Go Green Middle Tennessee!
"There are kids channels you're paying a lot of money for," says Barry Faber. "If you don't have children and you don't watch it, you're still paying for it. If you're not interested in FOX or CNN, their ratings are far lower than our broadcast stations that bring local news every day, you're still forced to pay for that."
In 2012, the largest chunk of your monthly tv bill went to ESPN. SNL Kagan is a company that tracks retransmission charges. It shows an average of $9.18 of every monthly cable and satellite bill went to the ESPN networks. Also topping the list, 3-Net. It's a group of 3D channels that cost each subscriber $1.29 a month. Another top paid channel, TNT, gets $1.18. The average local tv broadcaster gets just 33 cents. In some markets, local news is viewed by 3.5 times the number of people watching cable. Local broadcasters on average only get 7% of what cable networks receive.

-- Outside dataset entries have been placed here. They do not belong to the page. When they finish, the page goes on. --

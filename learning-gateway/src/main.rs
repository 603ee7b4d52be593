//! Learning Gateway - adaptive narrative learning sessions over REST and WebSocket

use clap::Parser;
use tracing::{error, info};
use tracing_subscriber::{layer::SubscriberExt, util::SubscriberInitExt};

use learning_gateway::{bootstrap, create_router, Args};

#[tokio::main]
async fn main() -> anyhow::Result<()> {
    // Load environment variables from .env file if present
    let _ = dotenvy::dotenv();

    let args = Args::parse();

    // Initialize tracing/logging
    let filter = tracing_subscriber::EnvFilter::try_from_default_env()
        .unwrap_or_else(|_| args.default_log_filter().into());
    let registry = tracing_subscriber::registry().with(filter);
    if args.log_json {
        registry.with(tracing_subscriber::fmt::layer().json()).init();
    } else {
        registry.with(tracing_subscriber::fmt::layer()).init();
    }

    if let Err(e) = args.validate() {
        error!("Configuration error: {}", e);
        std::process::exit(1);
    }

    info!("======================================");
    info!("  Learning Gateway");
    info!("======================================");
    info!("Listen: {}", args.listen);
    info!("Mode: {}", if args.dev_mode { "DEVELOPMENT" } else { "PRODUCTION" });
    if !args.dev_mode {
        info!(
            "Model: {} via {}",
            args.llm_model,
            args.llm_base_url.as_deref().unwrap_or_default()
        );
    }
    if let Some(seed) = &args.seed_library {
        info!("Seed library: {}", seed.display());
    }
    info!("======================================");

    let state = bootstrap(&args).await?;
    let app = create_router(state);

    let listener = tokio::net::TcpListener::bind(args.listen).await?;
    info!("Listening on http://{}", args.listen);

    axum::serve(listener, app)
        .with_graceful_shutdown(shutdown_signal())
        .await?;

    info!("Learning gateway stopped");
    Ok(())
}

async fn shutdown_signal() {
    if let Err(e) = tokio::signal::ctrl_c().await {
        error!("Failed to listen for shutdown signal: {}", e);
        std::future::pending::<()>().await;
    }
    info!("Shutdown signal received");
}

That's why Sinclair Broadcast Group, which owns this station, is negotiating a new contract with DirecTV, which gives them the right to broadcast our signal.
If Sinclair and DirecTV can't reach a deal, our signal on DirecTV could go to black on March 1. In a statement, DirecTV says "Despite Sinclair's attempts to alarm everyone, our customers can rest assured no one is going to disrupt their programming. Sinclair has used the same tactics to frighten customers of every other major tv provider without actually taking down its stations." The reality is, without an agreement, the local programming on this station cannot be broadcast on DirecTV.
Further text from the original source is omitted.